Team: Huntress Mananged Endpoint Detection and Response (EDR)
The Huntress Threat Report provides partners a high-level overview of what Huntress has done for them over the previous month or quarter. The reports include summary threat data from EDR and Microsoft 365 products, highlighting events analyzed by the platform, investigations conducted by our 24x7 SOC, and incidents reported.
All reports are in a YYYY-MM-DD format.
In this article
Threat Report Overview Definitions
- Events Analyzed: Represents all the data ingested and analyzed by the Huntress Platform. This includes automated analysis and in some cases an actual human hunting through the telemetry events, looking for suspicious behaviors. Events include autoruns, monitored canary files, EDR antivirus events, EDR process events, Microsoft 365 cloud events, and other telemetry sources.
-
Signals Detected: Each month 100s-1000s of signals can be detected via automated and human analysis, but not all signals are the same. A majority of signals are low fidelity, used for contextual purposes only and do not require investigations when detected in isolation. However, in context with other higher fidelity, suspicious signals then become useful for discovering attacker tradecraft. Signals that are detected, but not investigated are not currently visible in the Huntress UI.. Learn more about signals here.
- Signals Investigated: These are the potential security threats that a Huntress SOC Analyst manually investigated to determine malice before making a reporting decision. Signals are the leads that kick off a cyber investigation within the Huntress SOC. When a high fidelity, suspicious signal enters the triage queue it will be investigated by a SOC analyst.
-
Incidents Reported: Each report communicates a likely compromise to one of your managed endpoints or identities. One or more Signals Investigated was indicative of malicious behavior leading to an incident report. Remember, not all signals are reported (see Investigation Context).
Huntress Services Detailed in Threat Reports
Huntress provides Partner administrators with a detailed Monthly, Quarterly and Custom Threat Report. The report includes summary data from all Huntress organizations within the account and breaks down the data by each Huntress service:
- Persistent Footholds
- Ransomware Canaries
- Managed Antivirus
- Process Insights
- Huntress Managed Identity Threat Detection and Response (ITDR)

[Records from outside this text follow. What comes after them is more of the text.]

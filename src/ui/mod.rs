mod contact;
mod education;
pub mod header;
mod hero;
mod input_box;
pub mod layout;
pub mod page;
mod projects;
mod skills;
mod status_bar;
pub mod theme;

use crate::app::state::AppState;
use layout::PAGE_MARGIN;
use ratatui::prelude::*;
use ratatui::widgets::{Block, Borders, Clear, Paragraph};
use theme::Theme;
use unicode_width::UnicodeWidthStr;

pub fn render(frame: &mut Frame, state: &AppState) {
    let theme = Theme::new(state.theme);
    let area = frame.area();
    frame.render_widget(Block::default().style(theme.page()), area);

    let app_layout = layout::compute_layout(area);
    header::render(frame, app_layout.header, state, &theme);

    let page = page::render_page(state, &theme);
    let body = app_layout.body;
    let dest = Rect {
        x: body.x + PAGE_MARGIN,
        width: body.width.saturating_sub(PAGE_MARGIN * 2),
        ..body
    };
    page::blit(&page, state.scroll, dest, frame.buffer_mut());

    status_bar::render(frame, app_layout.status_bar, state, &theme);

    if let Some(notice) = &state.notice {
        render_notice(frame, area, notice, &theme);
    }
}

/// Centered modal with a dismiss hint.
fn render_notice(frame: &mut Frame, area: Rect, notice: &str, theme: &Theme) {
    let hint = "press any key";
    let width = (notice.width().max(hint.width()) as u16 + 6).min(area.width);
    let height = 5.min(area.height);
    let popup = Rect::new(
        area.x + (area.width - width) / 2,
        area.y + (area.height - height) / 2,
        width,
        height,
    );

    let block = Block::default()
        .borders(Borders::ALL)
        .border_style(theme.border_raised())
        .style(theme.card());
    let lines = vec![
        Line::styled(notice, theme.title()),
        Line::default(),
        Line::styled(hint, theme.muted()),
    ];
    frame.render_widget(Clear, popup);
    frame.render_widget(
        Paragraph::new(lines).alignment(Alignment::Center).block(block),
        popup,
    );
}
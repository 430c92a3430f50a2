use thiserror::Error;

#[derive(Debug, Clone, PartialEq, Eq, Error)]
pub enum TypewriterError {
    /// The word list can't drive an animation. Raised synchronously by
    /// `start`; callers are expected to fall back to a known-good list.
    #[error("invalid typewriter configuration: {0}")]
    InvalidConfiguration(ConfigProblem),
}

#[derive(Debug, Clone, Copy, PartialEq, Eq, Error)]
pub enum ConfigProblem {
    #[error("word list is empty")]
    EmptyList,
    #[error("word at position {index} is empty")]
    EmptyWord { index: usize },
}
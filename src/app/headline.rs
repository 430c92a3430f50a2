//! Glue between the typewriter driver and the event loop.

use crate::app::event::AppEvent;
use crate::config::model::default_words;
use crate::config::HeadlineConfig;
use crate::typewriter::{Headline, TypewriterError};
use tokio::sync::mpsc;
use tracing::{info, warn};

/// Start (or restart) the headline from config. A word list the driver
/// rejects is replaced by the built-in words.
pub fn start_from_config(
    headline: &mut Headline,
    config: &HeadlineConfig,
) -> Result<(), TypewriterError> {
    let timings = config.timings();
    match headline.start(config.words.iter().cloned(), timings) {
        Ok(()) => {
            info!(words = config.words.len(), "Headline started");
            Ok(())
        }
        Err(e) => {
            warn!(error = %e, "Invalid headline words in config, using defaults");
            headline.start(default_words(), timings)
        }
    }
}

/// Forward every text change of the running headline into the event
/// channel, tagged with `generation`. The task ends when the headline is
/// stopped or restarted, or when the event loop is gone.
pub fn forward(headline: &Headline, generation: u64, tx: mpsc::UnboundedSender<AppEvent>) {
    let Some(mut rx) = headline.subscribe() else {
        return;
    };
    tokio::spawn(async move {
        while rx.changed().await.is_ok() {
            let text = rx.borrow_and_update().text.clone();
            if tx.send(AppEvent::Headline { generation, text }).is_err() {
                break;
            }
        }
    });
}

#[cfg(test)]
mod tests {
    use super::*;
    use std::time::Duration;

    fn config(words: &[&str]) -> HeadlineConfig {
        HeadlineConfig {
            words: words.iter().map(|w| w.to_string()).collect(),
            ..HeadlineConfig::default()
        }
    }

    #[tokio::test(start_paused = true)]
    async fn test_starts_with_configured_words() {
        let mut headline = Headline::default();
        start_from_config(&mut headline, &config(&["Rust"])).unwrap();
        tokio::time::sleep(Duration::from_millis(80)).await;
        assert_eq!(headline.text(), "R");
        headline.stop();
    }

    #[tokio::test(start_paused = true)]
    async fn test_invalid_words_fall_back_to_defaults() {
        let mut headline = Headline::default();
        start_from_config(&mut headline, &config(&["ok", ""])).unwrap();
        assert!(headline.is_running());
        tokio::time::sleep(Duration::from_millis(160)).await;
        assert_eq!(headline.text(), "So");

        start_from_config(&mut headline, &config(&[])).unwrap();
        tokio::time::sleep(Duration::from_millis(80)).await;
        assert_eq!(headline.text(), "S");
        headline.stop();
    }

    #[tokio::test(start_paused = true)]
    async fn test_forward_tags_updates_and_ends_on_stop() {
        let (tx, mut rx) = mpsc::unbounded_channel();
        let mut headline = Headline::default();
        start_from_config(&mut headline, &config(&["Go"])).unwrap();
        forward(&headline, 7, tx);

        match rx.recv().await {
            Some(AppEvent::Headline { generation, text }) => {
                assert_eq!(generation, 7);
                assert_eq!(text, "G");
            }
            other => panic!("unexpected event: {:?}", other),
        }

        headline.stop();
        // The forwarder drops its sender once the driver is gone
        while let Some(event) = rx.recv().await {
            assert!(matches!(event, AppEvent::Headline { generation: 7, .. }));
        }
    }
}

- Incident Reporting, including an Incident Summary and Log
Detailed Summary Reports for Organizations
Toggling this option affects the data presented to you when generating reports for organizations under your account. When this option is OFF, reports for organizations under your account are abridged. When this option is ON, reports for organizations under your account will generate a full data set.

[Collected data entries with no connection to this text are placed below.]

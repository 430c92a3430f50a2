use ratatui::layout::{Constraint, Direction, Layout, Rect};

/// Badge/name, tagline, nav tabs, and a rule underneath.
pub const HEADER_HEIGHT: u16 = 4;
pub const STATUS_HEIGHT: u16 = 1;
/// Blank columns on each side of the page.
pub const PAGE_MARGIN: u16 = 2;

pub struct AppLayout {
    pub header: Rect,
    pub body: Rect,
    pub status_bar: Rect,
}

pub fn compute_layout(area: Rect) -> AppLayout {
    let chunks = Layout::default()
        .direction(Direction::Vertical)
        .constraints([
            Constraint::Length(HEADER_HEIGHT),
            Constraint::Min(1),
            Constraint::Length(STATUS_HEIGHT),
        ])
        .split(area);

    AppLayout {
        header: chunks[0],
        body: chunks[1],
        status_bar: chunks[2],
    }
}

/// Width of the scrolling page for a terminal `width` cells wide.
pub fn page_width(width: u16) -> u16 {
    width.saturating_sub(PAGE_MARGIN * 2).max(1)
}

/// Rows of page visible for a terminal `height` rows tall.
pub fn body_height(height: u16) -> u16 {
    height.saturating_sub(HEADER_HEIGHT + STATUS_HEIGHT).max(1)
}
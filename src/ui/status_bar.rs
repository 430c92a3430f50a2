use crate::app::state::AppState;
use crate::ui::theme::Theme;
use ratatui::prelude::*;
use ratatui::widgets::Paragraph;
use unicode_width::UnicodeWidthStr;

pub fn render(frame: &mut Frame, area: Rect, state: &AppState, theme: &Theme) {
    let mut parts: Vec<Span> = Vec::new();

    parts.push(Span::styled(
        format!(" {} ", state.status_line()),
        theme.status_bar(),
    ));

    // Section indicator, padded to the right edge
    let section = format!(" [{}] ", state.section.title().to_uppercase());
    let used: usize = parts.iter().map(|s| s.content.width()).sum();
    let remaining = (area.width as usize).saturating_sub(used + section.width());
    parts.push(Span::styled(" ".repeat(remaining), theme.status_bar()));
    parts.push(Span::styled(section, theme.status_bar().add_modifier(Modifier::BOLD)));

    frame.render_widget(Paragraph::new(Line::from(parts)), area);
}
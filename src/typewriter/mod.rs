//! Typewriter headline: reveals each word character by character, holds it,
//! deletes it, and moves on to the next word, forever.

pub mod driver;
pub mod error;
pub mod machine;

pub use driver::{start, Handle, Headline};
pub use error::{ConfigProblem, TypewriterError};
pub use machine::{
    Phase, Snapshot, Timings, Typewriter, WordList, DEFAULT_DELETE_MS, DEFAULT_HOLD_MS,
    DEFAULT_TYPE_MS,
};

This setting can be changed via the Huntress portal > Top right dropdown menu > Settings > Scroll down to “Detailed Threat Summary Reporting”
Sample Report
Accessing and Running Reports
You have the option to get a report for your account and an individual report for each of your organizations.
Automatically Sending Reports
You have the option to automatically send reports to specified users.
On the Organizations view, click the pencil icon to edit the settings for the organization you want to automatically send reports to.
On the Organization Settings page, enter the email addresses to send the reports to and click Save.
Cobranding Reports and Adding Your Logo
Huntress gives you the ability to add your own logo to Huntress Reports.
Following the steps for Cobranding Marketing Material and your logo will be reflected on reports as well.